A short-lived hope was born when Mohammed Boudiaf, now president of the country, publicly acknowledged that the Moroccan Sahara issue is indeed a problem between Algeria and its Moroccan neighbor. Having lived in exile in Morocco for nearly 30 years, Boudiaf was determined to end the conflict. Unfortunately, he was assassinated in June 1992 under circumstances that remain unresolved to this day.

In turn, Abdelaziz Bouteflika tried unsuccessfully to reactivate the nationalist sentiment to establish his legitimacy in the face of the military establishment. Indeed, by appearing to revive President Boumediene's strategy on the Moroccan Sahara issue, the Algerian head of state was trying to adopt a populist policy, in order to awaken a nationalism that could overcome the divisions, hatred and tensions generated by seven years of civil war.

A sign of the vacuity of the slogan of self-determination in the Algerian position on the Sahara and of its vocation to serve the domestic legitimization efforts of Algerian power, President Abdelaziz Bouteflika had proposes to the former Personal Envoy in 2002 the partition of the region[4]. If need be, this proposal confirmed that only geostrategic interests really motivate Algeria's positions, and not its commitment to the principle of self-determination.

The Hirak pro-democracy movement has accentuated Algeria's internal difficulties and, paradoxically, intensified Algeria's hostility on the Moroccan Sahara issue. The demonstrations began on February 16, 2019[5] in Algeria to protest initially against the bid for a fifth presidential term of Abdelaziz Bouteflika, then suffering from severe aphasia following a stroke in 2013, and aftewards against his plan to remain in power at the end of his fourth term in the context of transition.
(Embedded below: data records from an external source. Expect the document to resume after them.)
//! The step-config template language: `{{ path.segments }}` placeholders
//! resolved against the execution context, nothing more. A tiny evaluator
//! is deliberate here; a general-purpose engine would let helpers and
//! partials reach outside the execution context.

use std::num::NonZeroUsize;
use std::sync::{Arc, Mutex};

use lru::LruCache;
use serde_json::Value;
use thiserror::Error;

pub const DEFAULT_CACHE_SIZE: usize = 1000;

#[derive(Error, Debug, Clone, PartialEq, Eq)]
pub enum TemplateError {
    #[error("Unterminated placeholder starting at byte {0}")]
    Unterminated(usize),
    #[error("Empty placeholder at byte {0}")]
    EmptyPlaceholder(usize),
}

#[derive(Debug, Clone, PartialEq)]
enum Segment {
    Literal(String),
    /// Dotted path split into parts, e.g. `steps.fetch.output`.
    Placeholder(Vec<String>),
}

/// A parsed template. Compilation is cheap but not free; compiled
/// templates are shared through [`TemplateCache`] across executions.
#[derive(Debug, Clone, PartialEq)]
pub struct Template {
    segments: Vec<Segment>,
}

impl Template {
    pub fn compile(source: &str) -> Result<Self, TemplateError> {
        let mut segments = Vec::new();
        let mut rest = source;
        let mut offset = 0;

        while let Some(start) = rest.find("{{") {
            if start > 0 {
                segments.push(Segment::Literal(rest[..start].to_string()));
            }
            let after = &rest[start + 2..];
            let end = after
                .find("}}")
                .ok_or(TemplateError::Unterminated(offset + start))?;
            let expr = after[..end].trim();
            if expr.is_empty() {
                return Err(TemplateError::EmptyPlaceholder(offset + start));
            }
            segments.push(Segment::Placeholder(
                expr.split('.').map(|s| s.trim().to_string()).collect(),
            ));
            offset += start + 2 + end + 2;
            rest = &after[end + 2..];
        }
        if !rest.is_empty() {
            segments.push(Segment::Literal(rest.to_string()));
        }

        Ok(Self { segments })
    }

    /// Renders against a context root. Unresolvable paths render as the
    /// empty string; non-string leaf values render as compact JSON.
    pub fn render(&self, root: &Value) -> String {
        let mut out = String::new();
        for segment in &self.segments {
            match segment {
                Segment::Literal(text) => out.push_str(text),
                Segment::Placeholder(path) => {
                    if let Some(value) = lookup_path(root, path) {
                        match value {
                            Value::String(s) => out.push_str(s),
                            Value::Null => {}
                            other => out.push_str(&other.to_string()),
                        }
                    }
                }
            }
        }
        out
    }
}

/// Walks a dotted path through objects and array indexes.
pub fn lookup_path<'a>(root: &'a Value, path: &[String]) -> Option<&'a Value> {
    let mut current = root;
    for part in path {
        current = match current {
            Value::Object(map) => map.get(part)?,
            Value::Array(items) => items.get(part.parse::<usize>().ok()?)?,
            _ => return None,
        };
    }
    Some(current)
}

/// Bounded cache of compiled templates, keyed by source text. Shared
/// across concurrent executions behind a single mutex.
pub struct TemplateCache {
    cache: Mutex<LruCache<String, Arc<Template>>>,
}

impl TemplateCache {
    pub fn new(size: usize) -> Self {
        let size = NonZeroUsize::new(size)
            .unwrap_or_else(|| NonZeroUsize::new(DEFAULT_CACHE_SIZE).unwrap());
        Self {
            cache: Mutex::new(LruCache::new(size)),
        }
    }

    pub fn get(&self, source: &str) -> Result<Arc<Template>, TemplateError> {
        {
            let mut cache = self.cache.lock().unwrap();
            if let Some(template) = cache.get(source) {
                return Ok(template.clone());
            }
        }

        let template = Arc::new(Template::compile(source)?);
        self.cache
            .lock()
            .unwrap()
            .put(source.to_string(), template.clone());
        Ok(template)
    }

    pub fn len(&self) -> usize {
        self.cache.lock().unwrap().len()
    }

    pub fn is_empty(&self) -> bool {
        self.len() == 0
    }
}

impl Default for TemplateCache {
    fn default() -> Self {
        Self::new(DEFAULT_CACHE_SIZE)
    }
}

/// Renders a single string and then — WARNING, surprising but kept for
/// compatibility with existing workflow definitions — if the rendered
/// result begins with `{` or `[`, attempts to parse it as JSON and
/// returns the parsed value on success. A template that renders to
/// something that merely *looks* like JSON will therefore come back as
/// structured data, not a string.
pub fn render_auto(cache: &TemplateCache, source: &str, root: &Value) -> Result<Value, TemplateError> {
    let rendered = cache.get(source)?.render(root);
    let trimmed = rendered.trim_start();
    if trimmed.starts_with('{') || trimmed.starts_with('[') {
        if let Ok(parsed) = serde_json::from_str::<Value>(&rendered) {
            return Ok(parsed);
        }
    }
    Ok(Value::String(rendered))
}

/// Recursively interpolates a step config: strings containing `{{` are
/// rendered (with JSON auto-parse, see [`render_auto`]); arrays and
/// objects recurse; everything else passes through untouched.
pub fn interpolate(
    cache: &TemplateCache,
    config: &Value,
    root: &Value,
) -> Result<Value, TemplateError> {
    Ok(match config {
        Value::String(s) if s.contains("{{") => render_auto(cache, s, root)?,
        Value::Array(items) => Value::Array(
            items
                .iter()
                .map(|item| interpolate(cache, item, root))
                .collect::<Result<_, _>>()?,
        ),
        Value::Object(map) => Value::Object(
            map.iter()
                .map(|(k, v)| Ok((k.clone(), interpolate(cache, v, root)?)))
                .collect::<Result<_, TemplateError>>()?,
        ),
        other => other.clone(),
    })
}

#[cfg(test)]
mod tests {
    use super::*;
    use serde_json::json;

    fn ctx() -> Value {
        json!({
            "input": {"city": "Paris", "count": 3},
            "steps": {
                "fetch": {"output": {"temp": 15}}
            },
            "env": {"REGION": "eu-west"}
        })
    }

    #[test]
    fn renders_plain_paths() {
        let t = Template::compile("city={{ input.city }} region={{env.REGION}}").unwrap();
        assert_eq!(t.render(&ctx()), "city=Paris region=eu-west");
    }

    #[test]
    fn missing_paths_render_empty() {
        let t = Template::compile("[{{ input.nope }}]").unwrap();
        assert_eq!(t.render(&ctx()), "[]");
    }

    #[test]
    fn non_string_values_render_as_json() {
        let t = Template::compile("{{ steps.fetch.output }}").unwrap();
        assert_eq!(t.render(&ctx()), r#"{"temp":15}"#);
    }

    #[test]
    fn unterminated_placeholder_fails() {
        assert!(matches!(
            Template::compile("oops {{ input.city"),
            Err(TemplateError::Unterminated(_))
        ));
    }

    #[test]
    fn auto_parse_returns_structured_value() {
        let cache = TemplateCache::default();
        let value = render_auto(&cache, "{{ steps.fetch.output }}", &ctx()).unwrap();
        assert_eq!(value, json!({"temp": 15}));

        // a non-JSON rendering stays a string
        let value = render_auto(&cache, "temp is {{ steps.fetch.output.temp }}", &ctx()).unwrap();
        assert_eq!(value, json!("temp is 15"));
    }

    #[test]
    fn interpolate_recurses_and_preserves_non_templates() {
        let cache = TemplateCache::default();
        let config = json!({
            "params": {"city": "{{ input.city }}", "limit": 5},
            "tags": ["{{ env.REGION }}", "static"]
        });
        let out = interpolate(&cache, &config, &ctx()).unwrap();
        assert_eq!(
            out,
            json!({
                "params": {"city": "Paris", "limit": 5},
                "tags": ["eu-west", "static"]
            })
        );
    }

    #[test]
    fn cache_is_bounded() {
        let cache = TemplateCache::new(2);
        cache.get("{{ input.city }} a").unwrap();
        cache.get("{{ input.city }} b").unwrap();
        cache.get("{{ input.city }} c").unwrap();
        assert_eq!(cache.len(), 2);
    }

    #[test]
    fn array_index_paths() {
        let root = json!({"steps": {"list": {"output": ["a", "b", "c"]}}});
        let t = Template::compile("{{ steps.list.output.1 }}").unwrap();
        assert_eq!(t.render(&root), "b");
    }
}
impl BudgetStore {
    pub fn new(db: Db) -> Self {
        Self { db }
    }

    /// Creates the budget and its four alert rows in one transaction.
    /// The partial unique index rejects a second enabled budget for the
    /// same (scope, scope_id, period).
    pub fn create(
        &self,
        name: &str,
        scope: BudgetScope,
        scope_id: Option<&str>,
        budget_credits: f64,
        period: BudgetPeriod,
        enabled: bool,
        enforce_limit: bool,
    ) -> StorageResult<Budget> {
        let now = Utc::now();
        let budget = Budget {
            id: BudgetId::generate(),
            name: name.to_string(),
            scope,
            scope_id: scope_id.map(str::to_string),
            budget_credits,
            period,
            period_start: now,
            period_end: period_end(period, now),
            current_spend: 0.0,
            enabled,
            enforce_limit,
        };

        let result = self.db.with_tx(|tx| {
            tx.execute(
                "INSERT INTO cost_budgets
                 (id, name, scope, scope_id, budget_credits, period, period_start, period_end,
                  current_spend, enabled, enforce_limit)
                 VALUES (?1, ?2, ?3, ?4, ?5, ?6, ?7, ?8, 0, ?9, ?10)",
                params![
                    budget.id.as_ref(),
                    budget.name,
                    budget.scope.as_str(),
                    budget.scope_id,
                    budget.budget_credits,
                    budget.period.as_str(),
                    time::to_sql(budget.period_start),
                    time::opt_to_sql(budget.period_end),
                    budget.enabled,
                    budget.enforce_limit,
                ],
            )?;
            for threshold in ALERT_THRESHOLDS {
                tx.execute(
                    "INSERT INTO budget_alerts (budget_id, threshold_percent) VALUES (?1, ?2)",
                    params![budget.id.as_ref(), threshold],
                )?;
            }
            Ok(())
        });

        match result {
            Err(StorageError::Sqlite(rusqlite::Error::SqliteFailure(err, _)))
                if err.code == rusqlite::ErrorCode::ConstraintViolation =>
            {
                Err(StorageError::Conflict(format!(
                    "an enabled {} budget for this scope and period already exists",
                    scope.as_str()
                )))
            }
            Err(other) => Err(other),
            Ok(()) => Ok(budget),
        }
    }

    pub fn update(
        &self,
        id: &BudgetId,
        name: Option<&str>,
        budget_credits: Option<f64>,
        enabled: Option<bool>,
        enforce_limit: Option<bool>,
    ) -> StorageResult<Budget> {
        let mut budget = self
            .get(id)?
            .ok_or_else(|| StorageError::NotFound(format!("budget {id}")))?;

        if let Some(name) = name {
            budget.name = name.to_string();
        }
        if let Some(credits) = budget_credits {
            budget.budget_credits = credits;
        }
        if let Some(enabled) = enabled {
            budget.enabled = enabled;
        }
        if let Some(enforce) = enforce_limit {
            budget.enforce_limit = enforce;
        }

        self.db.with_conn(|conn| {
            conn.execute(
                "UPDATE cost_budgets SET name = ?2, budget_credits = ?3, enabled = ?4, enforce_limit = ?5
                 WHERE id = ?1",
                params![
                    budget.id.as_ref(),
                    budget.name,
                    budget.budget_credits,
                    budget.enabled,
                    budget.enforce_limit,
                ],
            )
        })?;

        Ok(budget)
    }

    pub fn delete(&self, id: &BudgetId) -> StorageResult<bool> {
        let deleted = self
            .db
            .with_conn(|conn| conn.execute("DELETE FROM cost_budgets WHERE id = ?1", [id.as_ref()]))?;
        Ok(deleted > 0)
    }

    pub fn get(&self, id: &BudgetId) -> StorageResult<Option<Budget>> {
        self.db.with_tx(|tx| {
            let budget = tx
                .query_row(
                    &format!("SELECT {BUDGET_COLUMNS} FROM cost_budgets WHERE id = ?1"),
                    [id.as_ref()],
                    row_to_budget,
                )
                .optional()?;
            match budget {
                Some(budget) => Ok(Some(roll_period(tx, budget)?)),
                None => Ok(None),
            }
        })
    }

    pub fn list(&self) -> StorageResult<Vec<Budget>> {
        self.db.with_tx(|tx| {
            let budgets: Vec<Budget> = {
                let mut stmt = tx.prepare(&format!(
                    "SELECT {BUDGET_COLUMNS} FROM cost_budgets ORDER BY name"
                ))?;
                let rows = stmt.query_map([], row_to_budget)?;
                rows.collect::<rusqlite::Result<_>>()?
            };
            budgets
                .into_iter()
                .map(|budget| roll_period(tx, budget))
                .collect()
        })
    }

    pub fn alerts(&self, id: &BudgetId) -> StorageResult<Vec<BudgetAlert>> {
        self.db.with_conn(|conn| {
            let mut stmt = conn.prepare(
                "SELECT budget_id, threshold_percent, triggered, triggered_at
                 FROM budget_alerts WHERE budget_id = ?1 ORDER BY threshold_percent",
            )?;
            let rows = stmt.query_map([id.as_ref()], |row| {
                Ok(BudgetAlert {
                    budget_id: parse_id(row, 0)?,
                    threshold_percent: row.get(1)?,
                    triggered: row.get(2)?,
                    triggered_at: time::opt_from_sql(row.get(3)?),
                })
            })?;
            rows.collect()
        })
    }

    /// Finds the enabled budget for one (scope, scope_id), expired
    /// periods already rolled.
    pub fn find_enabled(
        &self,
        scope: BudgetScope,
        scope_id: Option<&str>,
    ) -> StorageResult<Option<Budget>> {
        self.db.with_tx(|tx| {
            let budget = find_enabled_tx(tx, scope, scope_id)?;
            match budget {
                Some(budget) => Ok(Some(roll_period(tx, budget)?)),
                None => Ok(None),
            }
        })
    }

    /// Records spend against every applicable budget and evaluates its
    /// alert rows, all in one transaction so a crash cannot leave the
    /// scopes disagreeing. Returns the threshold crossings, widest scope
    /// last.
    pub fn record_spend(
        &self,
        applicable: &[(BudgetScope, Option<String>)],
        credits: f64,
    ) -> StorageResult<Vec<ThresholdCrossing>> {
        if credits <= 0.0 {
            return Ok(Vec::new());
        }

        self.db.with_tx(|tx| {
            let mut crossings = Vec::new();

            for (scope, scope_id) in applicable {
                let budget = match find_enabled_tx(tx, *scope, scope_id.as_deref())? {
                    Some(budget) => roll_period(tx, budget)?,
                    None => continue,
                };

                let new_spend = budget.current_spend + credits;
                tx.execute(
                    "UPDATE cost_budgets SET current_spend = ?2 WHERE id = ?1",
                    params![budget.id.as_ref(), new_spend],
                )?;

                let percentage = if budget.budget_credits > 0.0 {
                    (new_spend / budget.budget_credits) * 100.0
                } else {
                    0.0
                };

                // each alert fires at most once per period
                let pending: Vec<u8> = {
                    let mut stmt = tx.prepare(
                        "SELECT threshold_percent FROM budget_alerts
                         WHERE budget_id = ?1 AND triggered = 0 AND threshold_percent <= ?2
                         ORDER BY threshold_percent",
                    )?;
                    let rows = stmt.query_map(params![budget.id.as_ref(), percentage], |row| {
                        row.get::<_, u8>(0)
                    })?;
                    rows.collect::<rusqlite::Result<_>>()?
                };

                for threshold in pending {
                    tx.execute(
                        "UPDATE budget_alerts SET triggered = 1, triggered_at = ?3
                         WHERE budget_id = ?1 AND threshold_percent = ?2",
                        params![budget.id.as_ref(), threshold, time::to_sql(Utc::now())],
                    )?;
                    let mut crossed = budget.clone();
                    crossed.current_spend = new_spend;
                    crossings.push(ThresholdCrossing {
                        budget: crossed,
                        threshold,
                        percentage_used: percentage,
                    });
                }
            }

            Ok(crossings)
        })
    }

    pub fn insert_violation(
        &self,
        budget: &Budget,
        workflow_id: Option<&str>,
    ) -> StorageResult<()> {
        self.db.with_conn(|conn| {
            conn.execute(
                "INSERT INTO budget_violations (id, budget_id, workflow_id, spend, limit_credits, created_at)
                 VALUES (?1, ?2, ?3, ?4, ?5, ?6)",
                params![
                    uuid::Uuid::new_v4().simple().to_string(),
                    budget.id.as_ref(),
                    workflow_id,
                    budget.current_spend,
                    budget.budget_credits,
                    time::to_sql(Utc::now()),
                ],
            )
        })?;
        Ok(())
    }
}

const BUDGET_COLUMNS: &str = "id, name, scope, scope_id, budget_credits, period, period_start, \
                              period_end, current_spend, enabled, enforce_limit";

fn find_enabled_tx(
    tx: &Transaction,
    scope: BudgetScope,
    scope_id: Option<&str>,
) -> rusqlite::Result<Option<Budget>> {
    tx.query_row(
        &format!(
            "SELECT {BUDGET_COLUMNS} FROM cost_budgets
             WHERE scope = ?1 AND COALESCE(scope_id, '') = COALESCE(?2, '') AND enabled = 1"
        ),
        params![scope.as_str(), scope_id],
        row_to_budget,
    )
    .optional()
}
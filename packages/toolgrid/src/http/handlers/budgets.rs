use axum::{
    extract::{Path, State},
    response::IntoResponse,
    Extension, Json,
};
use serde::Deserialize;
use serde_json::json;
use utoipa::ToSchema;

use toolgrid_types::{Budget, BudgetId, BudgetPeriod, BudgetScope, RequestContext};

use crate::http::error::{HttpError, HttpResult};
use crate::http::state::HttpState;
use crate::http::types::Envelope;

#[derive(Debug, Deserialize, ToSchema)]
#[serde(rename_all = "camelCase")]
pub struct CreateBudgetRequest {
    pub name: String,
    pub scope: BudgetScope,
    #[serde(default)]
    pub scope_id: Option<String>,
    pub budget_credits: f64,
    pub period: BudgetPeriod,
    #[serde(default = "default_true")]
    pub enabled: bool,
    #[serde(default = "default_true")]
    pub enforce_limit: bool,
}

fn default_true() -> bool {
    true
}

#[derive(Debug, Deserialize, ToSchema)]
#[serde(rename_all = "camelCase")]
pub struct UpdateBudgetRequest {
    #[serde(default)]
    pub name: Option<String>,
    #[serde(default)]
    pub budget_credits: Option<f64>,
    #[serde(default)]
    pub enabled: Option<bool>,
    #[serde(default)]
    pub enforce_limit: Option<bool>,
}

#[utoipa::path(post, path = "/budgets", responses((status = 200, description = "Budget created")))]
#[axum::debug_handler]
pub async fn handle_create_budget(
    State(state): State<HttpState>,
    Extension(ctx): Extension<RequestContext>,
    Json(req): Json<CreateBudgetRequest>,
) -> HttpResult<Json<Envelope<Budget>>> {
    if req.budget_credits <= 0.0 {
        return Err(HttpError::validation("budgetCredits must be positive"));
    }
    if req.scope != BudgetScope::Global && req.scope_id.is_none() {
        return Err(HttpError::validation(format!(
            "scopeId is required for {} budgets",
            req.scope.as_str()
        )));
    }

    let budget = state.gateway.budget.create_budget(
        &req.name,
        req.scope,
        req.scope_id.as_deref(),
        req.budget_credits,
        req.period,
        req.enabled,
        req.enforce_limit,
    )?;
    Ok(Envelope::ok(budget, Some(ctx.request_id)))
}

#[utoipa::path(get, path = "/budgets", responses((status = 200, description = "List budgets")))]
#[axum::debug_handler]
pub async fn handle_list_budgets(
    State(state): State<HttpState>,
    Extension(ctx): Extension<RequestContext>,
) -> HttpResult<Json<Envelope<Vec<Budget>>>> {
    Ok(Envelope::ok(
        state.gateway.budget.list_budgets()?,
        Some(ctx.request_id),
    ))
}

#[utoipa::path(get, path = "/budgets/{id}/status", responses((status = 200, description = "Budget with alert state")))]
#[axum::debug_handler]
pub async fn handle_budget_status(
    State(state): State<HttpState>,
    Extension(ctx): Extension<RequestContext>,
    Path(id): Path<BudgetId>,
) -> HttpResult<impl IntoResponse> {
    let (budget, alerts) = state
        .gateway
        .budget
        .get_status(&id)?
        .ok_or_else(|| HttpError::not_found(format!("Budget not found: {id}")))?;

    let percentage_used = budget.percentage_used();
    Ok(Envelope::ok(
        json!({
            "budget": budget,
            "alerts": alerts,
            "percentageUsed": percentage_used,
        }),
        Some(ctx.request_id),
    ))
}

#[utoipa::path(put, path = "/budgets/{id}", responses((status = 200, description = "Budget updated")))]
#[axum::debug_handler]
pub async fn handle_update_budget(
    State(state): State<HttpState>,
    Extension(ctx): Extension<RequestContext>,
    Path(id): Path<BudgetId>,
    Json(req): Json<UpdateBudgetRequest>,
) -> HttpResult<Json<Envelope<Budget>>> {
    let budget = state.gateway.budget.update_budget(
        &id,
        req.name.as_deref(),
        req.budget_credits,
        req.enabled,
        req.enforce_limit,
    )?;
    Ok(Envelope::ok(budget, Some(ctx.request_id)))
}

#[utoipa::path(delete, path = "/budgets/{id}", responses((status = 200, description = "Budget deleted")))]
#[axum::debug_handler]
pub async fn handle_delete_budget(
    State(state): State<HttpState>,
    Extension(ctx): Extension<RequestContext>,
    Path(id): Path<BudgetId>,
) -> HttpResult<impl IntoResponse> {
    if !state.gateway.budget.delete_budget(&id)? {
        return Err(HttpError::not_found(format!("Budget not found: {id}")));
    }
    Ok(Envelope::ok(json!({"deleted": true}), Some(ctx.request_id)))
}
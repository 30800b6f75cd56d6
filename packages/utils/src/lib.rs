pub mod context;
pub mod http;
pub mod telemetry;
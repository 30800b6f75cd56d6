use axum::{extract::State, response::IntoResponse, Extension, Json};
use serde::Deserialize;
use serde_json::json;
use utoipa::ToSchema;

use toolgrid_types::{EntityType, RequestContext, SearchHit};

use crate::http::error::{HttpError, HttpResult};
use crate::http::state::HttpState;
use crate::http::types::Envelope;
use crate::registry::semantic::SearchOptions;

#[derive(Debug, Deserialize, ToSchema)]
#[serde(rename_all = "camelCase")]
pub struct SearchRequest {
    pub query: String,
    #[serde(default)]
    pub types: Vec<EntityType>,
    #[serde(default)]
    pub limit: Option<usize>,
    #[serde(default)]
    pub threshold: Option<f32>,
}

#[utoipa::path(post, path = "/search", responses((status = 200, description = "Semantic search hits")))]
#[axum::debug_handler]
pub async fn handle_search(
    State(state): State<HttpState>,
    Extension(ctx): Extension<RequestContext>,
    Json(req): Json<SearchRequest>,
) -> HttpResult<Json<Envelope<Vec<SearchHit>>>> {
    if req.query.trim().is_empty() {
        return Err(HttpError::validation("query must not be empty"));
    }

    let defaults = SearchOptions::default();
    let hits = state
        .gateway
        .semantic
        .search(
            &state.gateway.registries,
            &req.query,
            SearchOptions {
                types: req.types,
                limit: req.limit.unwrap_or(defaults.limit),
                threshold: req.threshold.unwrap_or(defaults.threshold),
            },
        )
        .await?;

    Ok(Envelope::ok(hits, Some(ctx.request_id)))
}

#[utoipa::path(post, path = "/search/reindex", responses((status = 200, description = "Reindex summary")))]
#[axum::debug_handler]
pub async fn handle_reindex(
    State(state): State<HttpState>,
    Extension(ctx): Extension<RequestContext>,
) -> HttpResult<impl IntoResponse> {
    let indexed = state
        .gateway
        .semantic
        .reindex_all(&state.gateway.registries)
        .await?;
    Ok(Envelope::ok(json!({"indexed": indexed}), Some(ctx.request_id)))
}
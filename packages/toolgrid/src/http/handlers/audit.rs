use axum::{
    extract::{Query, State},
    http::header,
    response::IntoResponse,
    Extension, Json,
};
use chrono::{DateTime, Utc};
use serde::Deserialize;
use serde_json::json;

use toolgrid_types::{ApiKeyId, AuditEntry, AuditQuery, RequestContext, TenantId};

use crate::http::error::{HttpError, HttpResult};
use crate::http::state::HttpState;
use crate::http::types::Envelope;

#[derive(Debug, Deserialize)]
#[serde(rename_all = "camelCase")]
pub struct AuditQueryParams {
    #[serde(default)]
    pub action: Option<String>,
    #[serde(default)]
    pub resource_type: Option<String>,
    #[serde(default)]
    pub api_key_id: Option<ApiKeyId>,
    #[serde(default)]
    pub tenant_id: Option<TenantId>,
    #[serde(default)]
    pub success: Option<bool>,
    #[serde(default)]
    pub from: Option<DateTime<Utc>>,
    #[serde(default)]
    pub to: Option<DateTime<Utc>>,
    #[serde(default)]
    pub limit: Option<u32>,
    #[serde(default)]
    pub offset: Option<u32>,
    /// For `/audit/export`: `json` (default) or `csv`.
    #[serde(default)]
    pub format: Option<String>,
}

impl AuditQueryParams {
    fn to_query(&self) -> AuditQuery {
        AuditQuery {
            action: self.action.clone(),
            resource_type: self.resource_type.clone(),
            api_key_id: self.api_key_id.clone(),
            tenant_id: self.tenant_id.clone(),
            success: self.success,
            from: self.from,
            to: self.to,
            limit: self.limit,
            offset: self.offset,
        }
    }
}

#[utoipa::path(get, path = "/audit", responses((status = 200, description = "Audit entries")))]
#[axum::debug_handler]
pub async fn handle_query_audit(
    State(state): State<HttpState>,
    Extension(ctx): Extension<RequestContext>,
    Query(params): Query<AuditQueryParams>,
) -> HttpResult<impl IntoResponse> {
    let query = params.to_query();
    let entries: Vec<AuditEntry> = state.gateway.audit_store.query(&query)?;
    let total = state.gateway.audit_store.count(&query)?;
    Ok(Envelope::ok(
        json!({"entries": entries, "total": total}),
        Some(ctx.request_id),
    ))
}

#[utoipa::path(get, path = "/audit/export", responses((status = 200, description = "Audit export (json or csv)")))]
#[axum::debug_handler]
pub async fn handle_export_audit(
    State(state): State<HttpState>,
    Extension(_ctx): Extension<RequestContext>,
    Query(params): Query<AuditQueryParams>,
) -> HttpResult<impl IntoResponse> {
    let query = params.to_query();
    match params.format.as_deref().unwrap_or("json") {
        "json" => {
            let body = state.gateway.audit_store.export_json(&query)?;
            Ok(([(header::CONTENT_TYPE, "application/json")], body))
        }
        "csv" => {
            let body = state.gateway.audit_store.export_csv(&query)?;
            Ok(([(header::CONTENT_TYPE, "text/csv")], body))
        }
        other => Err(HttpError::validation(format!(
            "unknown export format: {other}"
        ))),
    }
}

#[derive(Debug, Deserialize, utoipa::ToSchema)]
#[serde(rename_all = "camelCase")]
pub struct CleanupRequest {
    pub older_than_days: u32,
}

#[utoipa::path(post, path = "/audit/cleanup", responses((status = 200, description = "Rows purged")))]
#[axum::debug_handler]
pub async fn handle_cleanup_audit(
    State(state): State<HttpState>,
    Extension(ctx): Extension<RequestContext>,
    Json(req): Json<CleanupRequest>,
) -> HttpResult<impl IntoResponse> {
    let deleted = state.gateway.audit_store.cleanup(req.older_than_days)?;
    Ok(Envelope::ok(json!({"deleted": deleted}), Some(ctx.request_id)))
}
Of a growing and unprecedented scale for now more than two years, these demonstrations, which mainly take place on Fridays (and Tuesdays for students), forced Bouteflika into resigning on April 2, 2019 after his return from a Swiss hospital. On April 9, 2019, one week after Bouteflika's resignation, the National People's Assembly and the Council of the Nation, meeting in joint session, chose Abdelkader Bensalah, then president of the upper house, as interim head of state[6]. His main task, apart from managing the country with reduced powers, was to organize early presidential elections within 90 days of his appointment. The Hirak protests continued after the public announcement of these decisions, provoking a violent repression[7].

Although a first ballot was announced for July 4, it was finally postponed to a later, undetermined date, infuriating the protesters. Many demonstrators were arrested. The elections were finally held on December 12, 2019, during which Abdelmadjid Tebboune was elected president.

These Hirak demonstrations, which resumed at the end of February 2021 after a year's suspension due to the pandemic, are taking place in a climate of increased repression, while the government wants to impose its electoral "roadmap" through early legislative elections on June 12, without taking into account the demands of the street. The authorities, for their part, continue to target political opponents, activists and journalists, multiplying legal proceedings and convictions.

The Algerian regime is currently resorting to the traditional themes of the external enemy and the alleged support for the right to self-determination to evade the demands of the street. These tactics are reflected in a radicalization of Algeria's positions on the Sahara issue, moving from the hollow slogan of support for the "right to self-determination of the Saharan people" to explicit insults to Morocco's institutions. Thus, more than fifty statements by Algerian leaders have been devoted to the question of the Moroccan Sahara. These constitute evidence of the radicalization, or even regression, of Algerian positions towards the ideological stances of the 1970s.

 

  1. The inexorable decline of the “Polisario”:

The “Polisario's” theses are now outdated both by the irreversible dynamics of Morocco's sovereignty on the ground, the questioning of its legitimacy, as well as by the frame of reference adopted by the UN to reach a definitive political solution to the dispute over the Sahara. The international community, aware of the weight of the Cold War that still weighs on Algeria's policy on the Question of the Moroccan Sahara, and by extension on the ideology and practices of “Polisario”, is turning to Morocco's sovereignty as the sole framework for resolving the Question of the Moroccan Sahara. Faced with the abyss that is opening up in front of Algeria and the “Polisario”, the tandem locks itself, as we shall see below, in the tactic of the permanent flight forward, even if it means accelerating the definitive decline of their theses.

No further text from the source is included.